Assigned task:
Among the entries below, find the lines with the word "MediumDensity" and copy them.

Data:
■ ■ ■ ■ ■ ■ ■

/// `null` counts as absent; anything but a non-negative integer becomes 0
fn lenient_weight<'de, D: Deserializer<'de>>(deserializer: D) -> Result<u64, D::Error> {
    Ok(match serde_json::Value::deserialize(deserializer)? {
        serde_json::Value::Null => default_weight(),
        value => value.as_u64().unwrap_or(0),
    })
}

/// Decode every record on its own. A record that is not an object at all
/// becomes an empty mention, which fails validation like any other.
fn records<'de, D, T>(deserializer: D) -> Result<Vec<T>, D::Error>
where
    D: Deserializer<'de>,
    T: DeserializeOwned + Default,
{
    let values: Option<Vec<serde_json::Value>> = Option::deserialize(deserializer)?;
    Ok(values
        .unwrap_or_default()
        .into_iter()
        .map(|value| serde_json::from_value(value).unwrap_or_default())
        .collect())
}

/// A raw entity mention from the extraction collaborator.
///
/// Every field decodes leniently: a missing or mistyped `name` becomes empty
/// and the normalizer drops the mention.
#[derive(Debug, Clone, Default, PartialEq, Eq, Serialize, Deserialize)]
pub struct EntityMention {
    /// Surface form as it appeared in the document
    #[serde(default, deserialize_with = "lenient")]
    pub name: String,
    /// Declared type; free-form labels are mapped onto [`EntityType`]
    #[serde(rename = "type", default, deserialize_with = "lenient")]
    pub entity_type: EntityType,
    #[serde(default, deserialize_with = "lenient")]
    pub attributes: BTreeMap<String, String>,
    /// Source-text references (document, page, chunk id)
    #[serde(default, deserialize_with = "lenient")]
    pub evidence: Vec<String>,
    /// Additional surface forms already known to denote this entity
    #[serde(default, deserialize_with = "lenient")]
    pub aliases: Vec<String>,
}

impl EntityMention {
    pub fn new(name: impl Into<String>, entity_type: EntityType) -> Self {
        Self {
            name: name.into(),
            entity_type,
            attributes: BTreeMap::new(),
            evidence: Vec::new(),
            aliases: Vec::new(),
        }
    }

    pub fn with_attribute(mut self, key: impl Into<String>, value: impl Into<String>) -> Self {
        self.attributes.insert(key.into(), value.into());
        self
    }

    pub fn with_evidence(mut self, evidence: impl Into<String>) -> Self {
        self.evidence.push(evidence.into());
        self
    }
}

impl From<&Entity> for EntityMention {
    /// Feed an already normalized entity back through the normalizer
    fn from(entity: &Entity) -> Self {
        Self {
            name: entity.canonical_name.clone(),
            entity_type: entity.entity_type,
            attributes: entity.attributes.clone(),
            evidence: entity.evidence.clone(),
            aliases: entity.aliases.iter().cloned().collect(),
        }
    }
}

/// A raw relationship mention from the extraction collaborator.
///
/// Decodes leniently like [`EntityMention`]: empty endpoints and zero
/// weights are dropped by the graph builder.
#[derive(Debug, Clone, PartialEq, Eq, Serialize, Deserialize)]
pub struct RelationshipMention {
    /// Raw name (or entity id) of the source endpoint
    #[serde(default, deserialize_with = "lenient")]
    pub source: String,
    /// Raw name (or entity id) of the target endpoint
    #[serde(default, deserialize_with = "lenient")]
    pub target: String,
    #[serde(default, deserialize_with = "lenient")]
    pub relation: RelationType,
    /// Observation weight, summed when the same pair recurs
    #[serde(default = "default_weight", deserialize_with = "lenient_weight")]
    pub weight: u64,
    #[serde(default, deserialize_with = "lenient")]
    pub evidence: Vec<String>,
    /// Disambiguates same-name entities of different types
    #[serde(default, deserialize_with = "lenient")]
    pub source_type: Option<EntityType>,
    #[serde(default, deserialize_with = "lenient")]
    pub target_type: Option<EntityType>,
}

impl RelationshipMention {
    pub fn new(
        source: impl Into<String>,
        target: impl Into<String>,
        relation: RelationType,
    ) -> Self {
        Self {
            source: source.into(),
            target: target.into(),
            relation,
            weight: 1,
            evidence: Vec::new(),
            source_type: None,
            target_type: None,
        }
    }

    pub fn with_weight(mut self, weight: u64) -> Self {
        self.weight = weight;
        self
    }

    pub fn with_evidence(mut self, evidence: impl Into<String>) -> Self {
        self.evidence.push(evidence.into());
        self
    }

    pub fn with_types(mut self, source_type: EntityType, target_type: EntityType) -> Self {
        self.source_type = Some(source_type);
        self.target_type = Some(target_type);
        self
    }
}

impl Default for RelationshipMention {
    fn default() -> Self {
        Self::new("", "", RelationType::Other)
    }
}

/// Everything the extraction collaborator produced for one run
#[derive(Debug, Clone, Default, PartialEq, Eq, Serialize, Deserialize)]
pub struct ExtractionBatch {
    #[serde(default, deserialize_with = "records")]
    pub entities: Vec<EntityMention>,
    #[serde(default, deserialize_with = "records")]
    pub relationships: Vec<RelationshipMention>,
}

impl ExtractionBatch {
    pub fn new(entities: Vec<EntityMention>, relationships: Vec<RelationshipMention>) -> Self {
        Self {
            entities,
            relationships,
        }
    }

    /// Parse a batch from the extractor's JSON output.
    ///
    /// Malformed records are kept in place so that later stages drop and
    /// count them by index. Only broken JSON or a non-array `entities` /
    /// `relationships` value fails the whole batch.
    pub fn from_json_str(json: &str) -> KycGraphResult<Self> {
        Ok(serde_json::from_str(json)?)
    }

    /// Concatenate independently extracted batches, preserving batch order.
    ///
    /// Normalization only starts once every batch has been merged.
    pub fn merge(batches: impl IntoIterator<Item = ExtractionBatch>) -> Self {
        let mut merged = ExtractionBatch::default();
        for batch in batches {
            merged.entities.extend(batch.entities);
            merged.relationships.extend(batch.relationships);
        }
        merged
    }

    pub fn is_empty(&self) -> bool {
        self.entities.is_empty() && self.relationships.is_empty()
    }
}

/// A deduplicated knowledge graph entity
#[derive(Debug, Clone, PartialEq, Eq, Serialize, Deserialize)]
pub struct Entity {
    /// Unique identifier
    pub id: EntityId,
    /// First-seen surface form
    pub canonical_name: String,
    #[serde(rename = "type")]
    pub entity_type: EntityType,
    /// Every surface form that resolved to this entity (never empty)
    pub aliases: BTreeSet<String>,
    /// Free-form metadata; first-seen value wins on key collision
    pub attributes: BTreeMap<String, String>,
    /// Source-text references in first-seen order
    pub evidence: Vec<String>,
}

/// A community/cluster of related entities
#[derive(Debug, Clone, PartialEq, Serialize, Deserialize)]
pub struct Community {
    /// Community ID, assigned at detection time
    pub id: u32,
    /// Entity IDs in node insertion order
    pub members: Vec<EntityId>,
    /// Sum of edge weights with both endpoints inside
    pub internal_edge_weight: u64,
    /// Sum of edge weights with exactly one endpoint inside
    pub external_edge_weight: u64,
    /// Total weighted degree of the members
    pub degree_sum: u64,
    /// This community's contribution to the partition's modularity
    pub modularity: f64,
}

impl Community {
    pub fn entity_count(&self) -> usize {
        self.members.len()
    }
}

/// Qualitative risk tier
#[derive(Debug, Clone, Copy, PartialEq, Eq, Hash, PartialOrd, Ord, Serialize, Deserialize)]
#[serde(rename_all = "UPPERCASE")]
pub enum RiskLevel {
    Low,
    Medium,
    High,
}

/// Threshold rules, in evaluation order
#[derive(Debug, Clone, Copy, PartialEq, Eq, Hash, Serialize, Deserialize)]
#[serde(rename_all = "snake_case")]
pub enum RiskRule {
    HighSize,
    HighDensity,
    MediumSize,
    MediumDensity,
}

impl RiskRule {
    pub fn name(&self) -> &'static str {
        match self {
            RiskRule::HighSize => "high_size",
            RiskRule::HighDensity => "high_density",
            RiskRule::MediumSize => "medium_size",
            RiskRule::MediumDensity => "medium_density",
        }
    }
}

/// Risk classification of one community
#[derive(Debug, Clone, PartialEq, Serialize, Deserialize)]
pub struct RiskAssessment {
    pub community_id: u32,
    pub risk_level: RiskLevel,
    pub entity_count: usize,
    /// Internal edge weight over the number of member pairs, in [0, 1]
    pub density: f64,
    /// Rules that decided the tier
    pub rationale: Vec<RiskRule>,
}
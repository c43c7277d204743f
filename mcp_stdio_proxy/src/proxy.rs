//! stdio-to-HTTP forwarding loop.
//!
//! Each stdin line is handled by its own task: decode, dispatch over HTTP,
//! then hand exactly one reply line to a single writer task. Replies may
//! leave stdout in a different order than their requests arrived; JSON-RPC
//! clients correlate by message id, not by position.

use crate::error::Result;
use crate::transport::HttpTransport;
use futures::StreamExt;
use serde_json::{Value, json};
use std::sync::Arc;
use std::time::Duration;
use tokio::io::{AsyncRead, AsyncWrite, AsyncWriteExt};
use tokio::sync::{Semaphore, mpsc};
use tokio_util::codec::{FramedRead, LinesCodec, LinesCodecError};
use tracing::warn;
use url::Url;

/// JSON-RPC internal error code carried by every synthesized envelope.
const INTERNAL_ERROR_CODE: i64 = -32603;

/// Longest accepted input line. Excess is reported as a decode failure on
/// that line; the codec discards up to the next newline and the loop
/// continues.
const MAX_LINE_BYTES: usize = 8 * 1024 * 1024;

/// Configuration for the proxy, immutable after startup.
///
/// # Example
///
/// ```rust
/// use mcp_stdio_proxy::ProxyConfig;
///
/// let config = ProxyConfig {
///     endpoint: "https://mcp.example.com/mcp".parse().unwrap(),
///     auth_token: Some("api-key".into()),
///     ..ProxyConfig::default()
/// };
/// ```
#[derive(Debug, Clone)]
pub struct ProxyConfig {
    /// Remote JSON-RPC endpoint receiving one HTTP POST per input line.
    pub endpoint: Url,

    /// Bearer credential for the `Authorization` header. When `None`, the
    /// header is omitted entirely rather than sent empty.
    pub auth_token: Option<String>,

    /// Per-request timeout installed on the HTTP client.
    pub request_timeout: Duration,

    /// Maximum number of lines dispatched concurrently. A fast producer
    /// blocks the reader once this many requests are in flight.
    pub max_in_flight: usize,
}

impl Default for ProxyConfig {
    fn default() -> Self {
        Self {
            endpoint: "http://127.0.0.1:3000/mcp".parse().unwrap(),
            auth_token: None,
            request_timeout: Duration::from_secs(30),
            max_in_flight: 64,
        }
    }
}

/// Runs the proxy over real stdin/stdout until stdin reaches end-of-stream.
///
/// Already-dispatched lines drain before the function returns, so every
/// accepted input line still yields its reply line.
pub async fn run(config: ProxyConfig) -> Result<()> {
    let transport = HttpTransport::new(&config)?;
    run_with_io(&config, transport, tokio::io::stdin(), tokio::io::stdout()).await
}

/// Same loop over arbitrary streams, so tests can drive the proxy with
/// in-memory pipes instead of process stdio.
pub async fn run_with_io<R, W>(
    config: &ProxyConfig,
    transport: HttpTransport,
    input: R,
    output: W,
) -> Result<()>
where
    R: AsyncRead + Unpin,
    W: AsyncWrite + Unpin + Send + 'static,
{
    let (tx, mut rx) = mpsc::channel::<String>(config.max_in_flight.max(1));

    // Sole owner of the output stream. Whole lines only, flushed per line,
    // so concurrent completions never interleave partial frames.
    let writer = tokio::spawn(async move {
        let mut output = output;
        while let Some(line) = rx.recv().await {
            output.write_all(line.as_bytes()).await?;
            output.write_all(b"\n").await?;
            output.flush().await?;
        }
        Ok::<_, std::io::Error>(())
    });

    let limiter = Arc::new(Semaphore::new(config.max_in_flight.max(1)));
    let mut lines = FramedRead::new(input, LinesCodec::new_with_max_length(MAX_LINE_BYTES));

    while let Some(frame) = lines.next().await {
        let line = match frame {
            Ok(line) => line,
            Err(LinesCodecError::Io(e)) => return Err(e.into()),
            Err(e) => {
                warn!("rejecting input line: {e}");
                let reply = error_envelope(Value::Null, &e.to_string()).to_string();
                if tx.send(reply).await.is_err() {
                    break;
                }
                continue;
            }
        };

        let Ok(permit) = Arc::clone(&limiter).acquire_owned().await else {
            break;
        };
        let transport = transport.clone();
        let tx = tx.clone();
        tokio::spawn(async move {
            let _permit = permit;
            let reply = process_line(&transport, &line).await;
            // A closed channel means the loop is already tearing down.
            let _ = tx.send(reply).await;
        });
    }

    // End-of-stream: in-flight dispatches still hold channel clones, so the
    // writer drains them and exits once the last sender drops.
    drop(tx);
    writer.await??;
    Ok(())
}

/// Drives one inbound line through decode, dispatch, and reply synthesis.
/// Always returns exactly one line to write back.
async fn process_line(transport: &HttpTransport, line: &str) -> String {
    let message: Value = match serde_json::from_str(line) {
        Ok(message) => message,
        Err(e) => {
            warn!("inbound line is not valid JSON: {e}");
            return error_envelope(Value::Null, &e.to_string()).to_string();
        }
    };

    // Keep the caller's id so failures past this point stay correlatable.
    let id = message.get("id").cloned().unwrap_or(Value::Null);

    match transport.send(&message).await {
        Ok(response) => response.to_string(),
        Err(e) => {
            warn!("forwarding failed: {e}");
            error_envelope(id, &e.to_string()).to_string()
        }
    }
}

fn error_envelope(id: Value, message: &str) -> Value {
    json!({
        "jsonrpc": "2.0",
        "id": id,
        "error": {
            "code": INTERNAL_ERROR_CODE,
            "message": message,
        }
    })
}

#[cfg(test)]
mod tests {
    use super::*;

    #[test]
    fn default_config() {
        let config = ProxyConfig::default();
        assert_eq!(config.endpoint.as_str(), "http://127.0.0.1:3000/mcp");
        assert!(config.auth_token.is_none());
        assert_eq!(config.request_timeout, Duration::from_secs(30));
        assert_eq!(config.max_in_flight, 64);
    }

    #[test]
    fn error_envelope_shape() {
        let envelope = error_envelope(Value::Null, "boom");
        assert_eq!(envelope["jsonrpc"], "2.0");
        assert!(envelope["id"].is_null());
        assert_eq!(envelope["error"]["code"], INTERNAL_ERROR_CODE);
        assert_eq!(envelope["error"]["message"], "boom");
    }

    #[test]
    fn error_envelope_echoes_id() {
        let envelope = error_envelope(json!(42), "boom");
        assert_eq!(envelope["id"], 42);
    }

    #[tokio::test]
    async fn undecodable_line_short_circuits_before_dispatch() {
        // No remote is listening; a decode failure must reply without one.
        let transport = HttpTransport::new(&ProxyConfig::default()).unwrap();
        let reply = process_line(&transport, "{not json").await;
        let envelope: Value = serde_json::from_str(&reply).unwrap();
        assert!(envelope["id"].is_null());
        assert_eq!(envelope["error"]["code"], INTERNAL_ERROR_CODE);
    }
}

■ ■ ■ ■ ■ ■ ■

Expected answer:
    MediumDensity,
            RiskRule::MediumDensity => "medium_density",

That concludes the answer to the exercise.